The group performed regularly at the Santa Monica Pier for several years while building their fan base. They were later asked to stop performing there due to the large crowds they attracted. Florin Cristea also serves as the band's manager.

Liliac competed on The World's Best, hosted by James Corden. They also appeared on America's Got Talent, where their performance "dropped the jaw" of judge Simon Cowell.

The band's name translates to "bat" in Romanian, the native language of their parents.

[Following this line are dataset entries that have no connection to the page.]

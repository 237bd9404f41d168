//! Audio waveform types and utilities
//!
//! Every decoder in the pipeline funnels into [`Waveform`]: mono f32
//! samples normalized to [-1.0, 1.0] at the pipeline rate of 16 kHz.
//! Recognizers, the chunker, and gender estimation all assume that shape.

use crate::error::{PipelineError, Result};
use crate::language::Language;
use serde::{Deserialize, Serialize};
use std::path::{Path, PathBuf};

/// Pipeline-wide sample rate (Hz). Recognition services expect 16 kHz mono.
pub const SAMPLE_RATE: u32 = 16_000;

/// Audio container extensions the pipeline accepts
pub const AUDIO_EXTENSIONS: [&str; 5] = ["wav", "mp3", "m4a", "flac", "ogg"];

/// Video container extensions the pipeline accepts (audio track is extracted)
pub const VIDEO_EXTENSIONS: [&str; 4] = ["mp4", "avi", "mov", "mkv"];

const PCM16_NORMALIZE: f32 = 32768.0;
const PCM16_SCALE: f32 = 32767.0;

/// Mono audio at a single sample rate
///
/// Internally stores samples as f32 for processing efficiency.
#[derive(Debug, Clone, PartialEq)]
pub struct Waveform {
    samples: Vec<f32>,
    sample_rate: u32,
}

impl Waveform {
    /// Create a waveform from mono f32 samples
    pub fn new(samples: Vec<f32>, sample_rate: u32) -> Self {
        debug_assert!(sample_rate > 0);
        Self {
            samples,
            sample_rate,
        }
    }

    /// Create a waveform from interleaved multi-channel samples,
    /// downmixing to mono by averaging channels
    pub fn from_interleaved(samples: &[f32], channels: usize, sample_rate: u32) -> Self {
        if channels <= 1 {
            return Self::new(samples.to_vec(), sample_rate);
        }
        let mono = samples
            .chunks_exact(channels)
            .map(|frame| frame.iter().sum::<f32>() / channels as f32)
            .collect();
        Self::new(mono, sample_rate)
    }

    /// Convert from PCM16 bytes (little-endian)
    pub fn from_pcm16(bytes: &[u8], sample_rate: u32) -> Self {
        let samples: Vec<f32> = bytes
            .chunks_exact(2)
            .map(|chunk| {
                let sample = i16::from_le_bytes([chunk[0], chunk[1]]);
                sample as f32 / PCM16_NORMALIZE
            })
            .collect();
        Self::new(samples, sample_rate)
    }

    /// Convert to PCM16 bytes (little-endian)
    pub fn to_pcm16(&self) -> Vec<u8> {
        self.samples
            .iter()
            .flat_map(|&sample| {
                let clamped = sample.clamp(-1.0, 1.0);
                let pcm16 = (clamped * PCM16_SCALE) as i16;
                pcm16.to_le_bytes()
            })
            .collect()
    }

    pub fn samples(&self) -> &[f32] {
        &self.samples
    }

    pub fn sample_rate(&self) -> u32 {
        self.sample_rate
    }

    pub fn len(&self) -> usize {
        self.samples.len()
    }

    pub fn is_empty(&self) -> bool {
        self.samples.is_empty()
    }

    /// Duration in seconds
    pub fn duration_secs(&self) -> f64 {
        self.samples.len() as f64 / self.sample_rate as f64
    }

    /// Copy out the span between two points in time.
    ///
    /// Bounds are clamped to the waveform, so a window that runs past the
    /// end yields whatever audio remains instead of panicking.
    pub fn slice_seconds(&self, start_secs: f64, end_secs: f64) -> Waveform {
        let start = ((start_secs * self.sample_rate as f64) as usize).min(self.samples.len());
        let end = ((end_secs * self.sample_rate as f64) as usize).clamp(start, self.samples.len());
        Waveform::new(self.samples[start..end].to_vec(), self.sample_rate)
    }

    /// Encode as a 16-bit PCM WAV file in memory
    pub fn to_wav_bytes(&self) -> Result<Vec<u8>> {
        let spec = hound::WavSpec {
            channels: 1,
            sample_rate: self.sample_rate,
            bits_per_sample: 16,
            sample_format: hound::SampleFormat::Int,
        };
        let mut cursor = std::io::Cursor::new(Vec::new());
        let mut writer =
            hound::WavWriter::new(&mut cursor, spec).map_err(|e| PipelineError::Backend {
                backend: "wav-encode",
                message: e.to_string(),
            })?;
        for &sample in &self.samples {
            let clamped = sample.clamp(-1.0, 1.0);
            writer
                .write_sample((clamped * PCM16_SCALE) as i16)
                .map_err(|e| PipelineError::Backend {
                    backend: "wav-encode",
                    message: e.to_string(),
                })?;
        }
        writer.finalize().map_err(|e| PipelineError::Backend {
            backend: "wav-encode",
            message: e.to_string(),
        })?;
        Ok(cursor.into_inner())
    }

    /// High-quality resampling using Rubato's FFT resampler.
    ///
    /// Falls back to linear interpolation for very short inputs or if
    /// Rubato fails.
    pub fn resample(&self, target_rate: u32) -> Waveform {
        use rubato::{FftFixedIn, Resampler};

        if self.sample_rate == target_rate || self.samples.is_empty() {
            return Waveform::new(self.samples.clone(), target_rate);
        }

        // For very short inputs, use linear fallback
        if self.samples.len() < 64 {
            return self.resample_linear(target_rate);
        }

        const CHUNK: usize = 1024;

        let mut resampler = match FftFixedIn::<f64>::new(
            self.sample_rate as usize,
            target_rate as usize,
            CHUNK,
            2,
            1,
        ) {
            Ok(r) => r,
            Err(e) => {
                tracing::warn!("Rubato init failed, using linear fallback: {}", e);
                return self.resample_linear(target_rate);
            }
        };

        // Zero-pad the tail so the final partial chunk still fits the
        // fixed input size, then trim the output back to length.
        let mut input: Vec<f64> = self.samples.iter().map(|&s| s as f64).collect();
        let pad = (CHUNK - input.len() % CHUNK) % CHUNK;
        input.extend(std::iter::repeat(0.0).take(pad));

        let ratio = target_rate as f64 / self.sample_rate as f64;
        let mut output: Vec<f32> =
            Vec::with_capacity((self.samples.len() as f64 * ratio) as usize + CHUNK);

        for chunk in input.chunks(CHUNK) {
            let frames = vec![chunk.to_vec()];
            match resampler.process(&frames, None) {
                Ok(mut out) => {
                    output.extend(out.remove(0).into_iter().map(|s| s as f32));
                }
                Err(e) => {
                    tracing::warn!("Rubato processing failed, using linear fallback: {}", e);
                    return self.resample_linear(target_rate);
                }
            }
        }

        let expected = (self.samples.len() as f64 * ratio).round() as usize;
        output.truncate(expected);

        Waveform::new(output, target_rate)
    }

    /// Linear interpolation fallback for edge cases
    fn resample_linear(&self, target_rate: u32) -> Waveform {
        let ratio = target_rate as f64 / self.sample_rate as f64;
        let new_len = (self.samples.len() as f64 * ratio) as usize;

        let mut resampled = Vec::with_capacity(new_len);
        for i in 0..new_len {
            let src_idx = i as f64 / ratio;
            let idx_floor = src_idx.floor() as usize;
            let idx_ceil = (idx_floor + 1).min(self.samples.len().saturating_sub(1));
            let frac = src_idx - idx_floor as f64;

            let sample = self.samples[idx_floor] * (1.0 - frac as f32)
                + self.samples[idx_ceil] * frac as f32;
            resampled.push(sample);
        }

        Waveform::new(resampled, target_rate)
    }
}

/// An input file on disk together with its format hint
#[derive(Debug, Clone)]
pub struct MediaAsset {
    path: PathBuf,
    extension: Option<String>,
}

impl MediaAsset {
    pub fn new(path: impl Into<PathBuf>) -> Self {
        let path = path.into();
        let extension = path
            .extension()
            .and_then(|e| e.to_str())
            .map(|e| e.to_ascii_lowercase());
        Self { path, extension }
    }

    pub fn path(&self) -> &Path {
        &self.path
    }

    /// Lowercase file extension, if the path has one
    pub fn extension(&self) -> Option<&str> {
        self.extension.as_deref()
    }

    /// File stem used to derive output names
    pub fn stem(&self) -> &str {
        self.path
            .file_stem()
            .and_then(|s| s.to_str())
            .unwrap_or("audio")
    }

    pub fn file_name(&self) -> Option<&str> {
        self.path.file_name().and_then(|n| n.to_str())
    }

    pub fn is_audio(&self) -> bool {
        matches!(self.extension(), Some(ext) if AUDIO_EXTENSIONS.contains(&ext))
    }

    pub fn is_video(&self) -> bool {
        matches!(self.extension(), Some(ext) if VIDEO_EXTENSIONS.contains(&ext))
    }

    /// True when the extension is one the pipeline accepts at all
    pub fn is_supported(&self) -> bool {
        self.is_audio() || self.is_video()
    }
}

/// Voice gender used for synthesis voice selection
#[derive(Debug, Clone, Copy, PartialEq, Eq, Hash, Default, Serialize, Deserialize)]
#[serde(rename_all = "lowercase")]
pub enum VoiceGender {
    #[default]
    Male,
    Female,
}

impl VoiceGender {
    /// Parse a form-field value, defaulting to male for anything unrecognized
    pub fn from_str_loose(s: &str) -> VoiceGender {
        match s.trim().to_ascii_lowercase().as_str() {
            "female" | "f" => VoiceGender::Female,
            _ => VoiceGender::Male,
        }
    }

    pub fn as_str(&self) -> &'static str {
        match self {
            VoiceGender::Male => "male",
            VoiceGender::Female => "female",
        }
    }
}

/// A synthesized audio file written to disk
#[derive(Debug, Clone)]
pub struct SynthesizedAudio {
    pub path: PathBuf,
    pub language: Language,
    pub gender: VoiceGender,
    /// Which synthesis backend produced the file
    pub backend: &'static str,
}
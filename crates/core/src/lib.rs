//! Core traits and types for the speech translation pipeline
//!
//! This crate provides foundational types used across all other crates:
//! - Core traits for pluggable backends (recognition, translation, synthesis)
//! - Audio waveform types and processing
//! - Language definitions (12 languages with recognition locales)
//! - Transcript types
//! - Error types

pub mod audio;
pub mod error;
pub mod language;
pub mod traits;
pub mod transcript;

// Re-exports from type modules
pub use audio::{
    MediaAsset, SynthesizedAudio, VoiceGender, Waveform, AUDIO_EXTENSIONS, SAMPLE_RATE,
    VIDEO_EXTENSIONS,
};
pub use error::{DecodeAttempt, PipelineError, Result};
pub use language::Language;
pub use transcript::{Transcript, TranscriptSegment};

// Trait re-exports
pub use traits::{SpeechRecognizer, SpeechSynthesizer, TextTranslator};
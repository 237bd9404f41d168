//! Whisper sidecar client
//!
//! Ships raw f32 samples base64-encoded in a JSON body. Whisper wants a
//! bare language code rather than a BCP-47 locale, so `hi-IN` becomes
//! `hi`; with no locale at all the model auto-detects.

use std::time::Duration;

use anuvaad_core::{PipelineError, Result, SpeechRecognizer, Waveform, SAMPLE_RATE};
use async_trait::async_trait;
use base64::{engine::general_purpose::STANDARD as BASE64, Engine};

pub struct WhisperRecognizer {
    client: reqwest::Client,
    url: String,
    model: String,
}

impl WhisperRecognizer {
    pub fn new(url: impl Into<String>, model: impl Into<String>, timeout: Duration) -> Result<Self> {
        let client = reqwest::Client::builder()
            .timeout(timeout)
            .build()
            .map_err(|e| PipelineError::Backend {
                backend: "whisper",
                message: format!("failed to create HTTP client: {}", e),
            })?;
        Ok(Self {
            client,
            url: url.into(),
            model: model.into(),
        })
    }
}

/// First subtag of a BCP-47 locale: `hi-IN` -> `hi`
fn primary_subtag(locale: &str) -> &str {
    locale.split('-').next().unwrap_or(locale)
}

fn build_payload(audio_b64: String, model: &str, language: Option<&str>) -> serde_json::Value {
    let mut payload = serde_json::json!({
        "audio": audio_b64,
        "sample_rate": SAMPLE_RATE,
        "model": model,
    });
    if let Some(lang) = language {
        payload["language"] = serde_json::Value::String(lang.to_string());
    }
    payload
}

#[async_trait]
impl SpeechRecognizer for WhisperRecognizer {
    async fn recognize(&self, audio: &Waveform, locale: Option<&str>) -> Result<Option<String>> {
        let audio_bytes: Vec<u8> = audio
            .samples()
            .iter()
            .flat_map(|&f| f.to_le_bytes())
            .collect();
        let audio_b64 = BASE64.encode(&audio_bytes);

        let language = locale.map(primary_subtag);
        let payload = build_payload(audio_b64, &self.model, language);

        let response = self
            .client
            .post(format!("{}/transcribe", self.url))
            .json(&payload)
            .send()
            .await
            .map_err(|e| PipelineError::Backend {
                backend: "whisper",
                message: format!("request failed: {}", e),
            })?;

        if !response.status().is_success() {
            let status = response.status();
            let body = response.text().await.unwrap_or_default();
            return Err(PipelineError::Backend {
                backend: "whisper",
                message: format!("service returned {}: {}", status, body),
            });
        }

        let result: serde_json::Value =
            response.json().await.map_err(|e| PipelineError::Backend {
                backend: "whisper",
                message: format!("failed to parse response: {}", e),
            })?;

        let text = result["text"].as_str().unwrap_or("").trim().to_string();
        let proc_time = result["processing_time_seconds"].as_f64().unwrap_or(0.0);

        if text.is_empty() {
            return Ok(None);
        }

        tracing::debug!(
            seconds = proc_time,
            language = language.unwrap_or("auto"),
            "whisper transcribed window"
        );
        Ok(Some(text))
    }

    fn backend_name(&self) -> &'static str {
        "whisper"
    }
}

#[cfg(test)]
mod tests {
    use super::*;

    #[test]
    fn test_primary_subtag() {
        assert_eq!(primary_subtag("hi-IN"), "hi");
        assert_eq!(primary_subtag("en-US"), "en");
        assert_eq!(primary_subtag("ur-PK"), "ur");
        assert_eq!(primary_subtag("ta"), "ta");
    }

    #[test]
    fn test_payload_includes_language_only_when_asked() {
        let with_lang = build_payload("QUJD".to_string(), "base", Some("hi"));
        assert_eq!(with_lang["language"], "hi");
        assert_eq!(with_lang["model"], "base");
        assert_eq!(with_lang["sample_rate"], 16_000);

        let auto = build_payload("QUJD".to_string(), "base", None);
        assert!(auto.get("language").is_none());
    }
}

Their recording "We Are the Children," from their second album Queen of Hearts, reached number one on Amazon's rock chart for new releases and best sellers.

==Discography==
Liliac released their debut album, Chain of Thorns, in 2019. This was followed by their second album, Queen of Hearts, in 2020. Their third studio album, Madness, was released in 2023.

In addition to their original material, the band has released three cover albums: Covers Volume 1, Covers Volume 2, and Covers Volume 3.